Rotblatt was born as a men’s intramural softball league in 1964 when a group of sophomores created the new league and, in an inexplicable fit of inspiration, named it in honor of Marvin J. Rotblatt (1927–2013). Rotblatt had been an eminently forgettable journeyman pitcher for the White Sox in the 1950s, but at Carleton his name was to become legend.

The Class of 1967 posted this history of Rotblatt's origins:

Rotblatt softball was started by Carleton Class of ’66 legends Eric Carlson, Rick Chap, Bob Greenberg, and Bob “P.T.” Moore in Spring of 1964 as an open-to-everyone, slow-pitch alternative to intramural softball—everyone except freshmen and women! When we of the Class of ‘67 started playing as sophomores in 1965, Rotblatt had more than a dozen teams and played a regular season stretching over the few Spring days when the weather was suitable for play, followed by a World Series between division champs. Competition was serious, and weekly stats sheets were widely studied throughout the men’s dorms, accompanied by bragging and teasing. 

On May 16, 1967, 20 three-year hard-core Blatters from our class played nine hours of Rotblatt, famous as The 100-Inning Game, to mark the 100th anniversary of the arrival on campus of the college’s first class. Divided into two teams, 20 boys became men that day, all going the entire 100 innings with each of us playing 10 innings at each position in the field. The SOTS, captained by high commissioners Mort (Ken Mortenson) and Mose (Marc Mosiman), walloped the Dirty Old Men by a fitting 100-81 score. Meticulous hitting and fielding stats were kept by Theo Lutz (soph/junior Blatter who deserted to the varsity as a senior), published, and bragged on to this day.

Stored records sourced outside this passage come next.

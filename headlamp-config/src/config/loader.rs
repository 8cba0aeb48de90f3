//! Flag parsing and layered loading.
//!
//! [`ConfigLoader::load`] merges the three sources in precedence order:
//!
//! 1. registry defaults
//! 2. `HEADLAMP_CONFIG_*` environment variables
//! 3. flags named on the invocation
//!
//! Flags are parsed before the environment is read, and only the flags that
//! were actually supplied are written back on top. A flag the user did not
//! type therefore never hides an environment value.

use clap::error::{ContextKind, ContextValue, ErrorKind};
use clap::parser::ValueSource;

use crate::config::environment::Environment;
use crate::config::merger::LayeredValues;
use crate::config::options;
use crate::error::{Error, Result};
use crate::platform::Platform;

/// The flags supplied on an invocation, with their raw values.
///
/// Captured once at parse time; the loader re-applies exactly this set.
#[derive(Debug, Clone, Default, PartialEq, Eq)]
pub struct ExplicitFlags {
    values: Vec<(&'static str, String)>,
}

impl ExplicitFlags {
    /// Parse an argument list against the option registry.
    ///
    /// `args` must not include the program name.
    ///
    /// # Errors
    ///
    /// Returns [`Error::Parse`] for unknown flags, missing values and stray
    /// positional arguments, and [`Error::HelpRequested`] for `--help`.
    ///
    /// Registered options are also accepted with a single dash, as in
    /// `-in-cluster` or `-port=9000`.
    ///
    /// # Examples
    ///
    /// ```
    /// use headlamp_config::config::ExplicitFlags;
    ///
    /// let flags = ExplicitFlags::parse(&["--dev", "--port=9000"]).unwrap();
    /// assert_eq!(flags.get("dev"), Some("true"));
    /// assert_eq!(flags.get("port"), Some("9000"));
    /// assert!(!flags.contains("in-cluster"));
    /// ```
    pub fn parse<S: AsRef<str>>(args: &[S]) -> Result<Self> {
        // clap expects a binary name in front
        let argv = std::iter::once("headlamp".to_string())
            .chain(args.iter().map(|arg| long_form(arg.as_ref())));
        let matches = options::command()
            .try_get_matches_from(argv)
            .map_err(parse_error)?;

        let values = options::all()
            .iter()
            .filter(|spec| matches.value_source(spec.name) == Some(ValueSource::CommandLine))
            .filter_map(|spec| {
                matches
                    .get_one::<String>(spec.name)
                    .map(|value| (spec.name, value.clone()))
            })
            .collect();

        Ok(Self { values })
    }

    /// Whether an option was supplied as a flag.
    #[must_use]
    pub fn contains(&self, name: &str) -> bool {
        self.values.iter().any(|(key, _)| *key == name)
    }

    /// The raw value of a supplied flag.
    #[must_use]
    pub fn get(&self, name: &str) -> Option<&str> {
        self.values
            .iter()
            .find(|(key, _)| *key == name)
            .map(|(_, value)| value.as_str())
    }

    /// Iterate over supplied flags in registry order.
    pub fn iter(&self) -> impl Iterator<Item = (&'static str, &str)> + '_ {
        self.values.iter().map(|(key, value)| (*key, value.as_str()))
    }

    /// Number of supplied flags.
    #[must_use]
    pub fn len(&self) -> usize {
        self.values.len()
    }

    /// Whether no flag was supplied.
    #[must_use]
    pub fn is_empty(&self) -> bool {
        self.values.is_empty()
    }
}

/// Rewrite `-name[=value]` to `--name[=value]` when `name` is registered.
fn long_form(arg: &str) -> String {
    let Some(rest) = arg.strip_prefix('-').filter(|rest| !rest.starts_with('-')) else {
        return arg.to_string();
    };
    let name = rest.split_once('=').map_or(rest, |(name, _)| name);
    if name == "help" || options::lookup(name).is_some() {
        format!("-{arg}")
    } else {
        arg.to_string()
    }
}

fn parse_error(err: clap::Error) -> Error {
    let rendered = err.render().to_string();

    if matches!(err.kind(), ErrorKind::DisplayHelp) {
        return Error::HelpRequested { text: rendered };
    }

    let token = [ContextKind::InvalidArg, ContextKind::InvalidValue]
        .into_iter()
        .find_map(|kind| match err.get(kind) {
            Some(ContextValue::String(s)) => Some(s.clone()),
            _ => None,
        })
        .unwrap_or_else(|| "<arguments>".to_string());

    let message = rendered
        .lines()
        .next()
        .unwrap_or_default()
        .trim_start_matches("error: ")
        .to_string();

    Error::Parse { token, message }
}

/// Merges defaults, environment and flags into one [`LayeredValues`].
pub struct ConfigLoader;

impl ConfigLoader {
    /// Load all three layers.
    ///
    /// `args` is the full argument list; its first element is the program
    /// name and is skipped.
    ///
    /// # Errors
    ///
    /// Returns an error if the arguments cannot be parsed.
    ///
    /// # Examples
    ///
    /// ```
    /// use headlamp_config::config::{ConfigLoader, Environment, Origin};
/// # use std::path::{Path, PathBuf};
/// # struct Scratch(tempfile::TempDir);
/// # impl headlamp_config::Platform for Scratch {
/// #     fn config_dir(&self) -> Option<PathBuf> { Some(self.0.path().join("config")) }
/// #     fn home_dir(&self) -> Option<PathBuf> { Some(self.0.path().join("home")) }
/// #     fn current_exe(&self) -> std::io::Result<PathBuf> { Ok(self.0.path().join("headlamp")) }
/// #     fn create_dir_all(&self, path: &Path) -> std::io::Result<()> { std::fs::create_dir_all(path) }
/// #     fn is_windows(&self) -> bool { false }
/// # }
/// # let platform = Scratch(tempfile::tempdir().unwrap());
        ///
    /// let env = Environment::from_pairs([
    ///     ("HEADLAMP_CONFIG_PORT", "9000"),
    ///     ("HEADLAMP_CONFIG_DEV", "true"),
    /// ]);
    /// let values = ConfigLoader::load(&["headlamp", "--dev=false"], &env, &platform).unwrap();
    ///
    /// assert_eq!(values.value("port"), Some("9000"));
    /// assert_eq!(values.value("dev"), Some("false"));
    /// assert_eq!(values.origin("dev"), Some(Origin::Flag));
    /// ```
    pub fn load<S: AsRef<str>>(
        args: &[S],
        env: &Environment,
        platform: &dyn Platform,
    ) -> Result<LayeredValues> {
        let args = args.get(1..).unwrap_or_default();

        let mut values = LayeredValues::from_defaults(platform);
        let explicit = ExplicitFlags::parse(args)?;
        values.overlay_environment(env);
        values.apply_flags(&explicit);

        log::debug!(
            "loaded {} options ({} from flags)",
            values.len(),
            explicit.len()
        );
        Ok(values)
    }
}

We started a tradition, with each successive year adding an inning to the marathon game, which begins at dawn. The Class of ’67 does not recognize the once-per-year game Rotblatt has devolved into five decades later—beer-ball with dozens or hundreds of unserious players coming and going.

Rotblatt continues at Carleton today as the world's longest intramural sport. Played once each spring, this marathon softball game begins at sunrise and lasts one inning for each year of Carleton's existence since it was founded in 1866. It is modern Rotblatt tradition for players to both bat and field with a beverage of their choice in one hand.

Comments

  • June 8 2016 at 9:59 am
    Eric Guttag, Class of 1974,

     

    I played Rotblatt only one year (Spring of 1973), but enjoyed it immensely.  Also had a .488 batting average!  

  • August 11 2016 at 11:27 am
    Susan Hvistendahl

    I wrote about "Rotblatt, A Spring Tradition" in April 2011 and included it in "Historic Happenings at Carleton College" (published in 2015) and available at northfieldhistory.org.  The Carleton Archives also has the "Definitive History of the Marvin Rotblatt Memorial Softball League" by Don Rawitsh, Class of 1972. Rotblatt himself died in Evanston, Illinois, on July 16, 2013, at the age of 85.